Por décadas, os cientistas sabem que as plantas podem liberar compostos orgânicos voláteis - essencialmente sinais químicos transportados pelo ar - para convocar os inimigos naturais das coisas que as comem, como lagartas. O que eles não sabiam era exatamente como uma planta traduz o ato físico de ser comida em um sinal de socorro específico que atrai predadores. Agora, após anos de experimentos com plantas de feijão comum no laboratório e nos campos agrícolas de Oaxaca, no México, uma equipe liderada pelo biólogo da Universidade de Washington, Adam Steinbrenner, identificou um único receptor imunológico que orquestra o sistema de defesa antilagarta.

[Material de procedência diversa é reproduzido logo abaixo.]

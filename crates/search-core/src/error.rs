use thiserror::Error;

/// Errors reported by the search engine.
///
/// An unreachable goal is not an error: it is reported as
/// [`SearchOutcome::NoSolution`](crate::SearchOutcome::NoSolution).
#[derive(Debug, Clone, PartialEq, Eq, Error)]
pub enum SearchError {
    #[error("unsupported search strategy: {0:?} (expected one of bfs, dfs, astar)")]
    UnsupportedStrategy(String),

    #[error("search stopped after {limit} expansions without reaching the goal")]
    ExpansionLimit { limit: usize },

    #[error("state was never recorded in the visited map: {0}")]
    UnknownState(String),
}

pub type Result<T> = std::result::Result<T, SearchError>;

Quando um inseto herbívoro, como uma lagarta, se alimenta de uma planta, ele introduz sua saliva diretamente nos tecidos danificados da planta. Essa saliva contém pistas biológicas chamadas HAMPs: padrões moleculares associados a herbívoros. Uma das moléculas HAMPs é um peptídeo chamado inceptina, e há um fragmento de 11 aminoácidos da inceptina chamado In11. Ambos são, na verdade, um fragmento da ATP sintase encontrada nos cloroplastos - basicamente um pedaço de uma das próprias proteínas da planta. À medida que a lagarta ingere a folha, suas enzimas intestinais picam os motores celulares da planta e seus pedaços, incluindo In11, são regurgitados de volta à superfície da folha, embora em concentrações extremamente pequenas.

Ao longo de milhões de anos, plantas como o feijão comum evoluíram um receptor especializado na superfície celular chamado receptor de inceptina apenas para detectar In11. Quando esse receptor interage com In11, desencadeia uma cascata de sinalização nas células da planta, iniciando respostas imunológicas. Provar que esse receptor específico é responsável por liberar sinais que atraem predadores, no entanto, foi extremamente complicado. "Estávamos animados para fazer isso, mas precisávamos das plantas de comparação perfeitas - plantas sem o receptor versus aquelas com o receptor intacto", diz Steinbrenner.

O problema era que as plantas de feijão comum são notoriamente difíceis de modificar geneticamente, então as técnicas modernas usuais, como silenciamento gênico, estavam fora de questão. Escolher uma planta mais fácil de modificar também estava fora de questão, porque o receptor está presente apenas em certas espécies de feijão. Para contornar isso, sua equipe teve que introduzir as modificações necessárias à moda antiga - através do melhoramento seletivo. O primeiro passo foi encontrar uma planta de feijão comum com um receptor In11 silenciado. Eles examinaram um painel massivo de feijões mesoamericanos, procurando variedades que não produzissem gás etileno, um indicador clássico de estresse vegetal, quando expostas a In11. Das 89 variedades testadas, encontraram duas que ignoravam completamente o peptídeo. Destas duas, escolheram uma cepa hondurenha chamada W6 13807.

Quando os pesquisadores sequenciaram o genoma desse feijão insensível, descobriram que ele tinha uma deleção natural de 103 pares de bases no gene que codifica o receptor de inceptina. Essa mutação deleta um pedaço crucial do receptor, resultando em uma proteína truncada e não funcional. Para testar o efeito desse receptor disfuncional nas defesas da planta, a equipe começou a cruzar as plantas para seu experimento. Através de uma série de cruzamentos genéticos e retrocruzamentos entre o mutante e uma variante padrão de feijão que era responsiva a In11, eles criaram plantas irmãs que eram quase idênticas geneticamente, exceto pela presença ou ausência do receptor de inceptina funcional. "Estávamos apenas sendo criadores e isso levou vários anos", lembra Steinbrenner.

Quando essas duas irmãs foram colocadas lado a lado no laboratório e no campo, as consequências de ter um alarme de inceptina quebrado foram bastante graves para as plantas de feijão. Primeiro, os pesquisadores examinaram as defesas diretas - as mudanças químicas e físicas que a planta sofre para tornar suas folhas menos palatáveis para lagartas e, assim, dificultar seu crescimento. Quando as lagartas se alimentaram dos feijões mutantes com receptores de inceptina inativos, elas tiveram um dia de campo. Durante um período de alimentação de cinco dias, sua taxa de crescimento foi mais de 70% maior do que nas plantas com um receptor funcional.